The Adventures of Sherlock Holmes Theme of Literature and Writing

Conan Doyle is an intensely self-conscious writer. Dr. Watson and Sherlock Holmes often squabble over the value of truth versus fiction and over the ways Watson represents Holmes's work. As a writer who makes his fictional characters say bad things about fiction, Conan Doyle brings ironic distance to a whole new level. We also have to wonder if his personal ambitions to be famous as a serious rather than a popular novelist might have influenced some of his nastier remarks about commercial fiction and its weak plotlines.

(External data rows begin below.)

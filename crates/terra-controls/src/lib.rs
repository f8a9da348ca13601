//! Fly camera controls: pointer-drag look, keyboard movement, and per-frame
//! integration of both into a camera transform with pose-change notification.

pub mod fly_controls;
pub mod keybindings;
pub mod move_state;
pub mod object3d;
pub mod pose;
pub mod viewport;

pub use fly_controls::{DragState, FlyControls, ViewportBinding};
pub use keybindings::KeyBindings;
pub use move_state::{MoveFlag, MoveState, movement_vector, rotation_intent};
pub use object3d::{Euler, Object3D};
pub use pose::{Pose, PoseChanged, PoseListeners};
pub use viewport::{
    EventResponse, FixedSize, ListenerId, PointerEvent, PointerEventKind, PointerListener,
    SizeProvider, Viewport,
};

Questions About Literature and Writing

  1. Why is Holmes so insistent that Watson leave human interest out of Holmes's chronicles? What assumptions does Holmes seem to be making about the relation between emotion and reason?
  2. Why does Conan Doyle include so many arguments against fiction in his fiction? Does he distinguish between different kinds of fiction?
  3. How would the Holmes stories be different if they were told from the perspective of a third-person narrator instead? What does Watson contribute, as both a narrator and a character, to these stories?

Chew on This

Try on an opinion or two, start a debate, or play the devil’s advocate.

By criticizing cheap novels and popular fiction within his Holmes stories, Conan Doyle is making an argument that his tales about Holmes belongs in a class apart from the commercial fiction of the day.

Holmes's frequent statements that truth is stranger than fiction is a strategy on the part of the author to make even these far-fetched mysteries appear realistic and logical to the reader.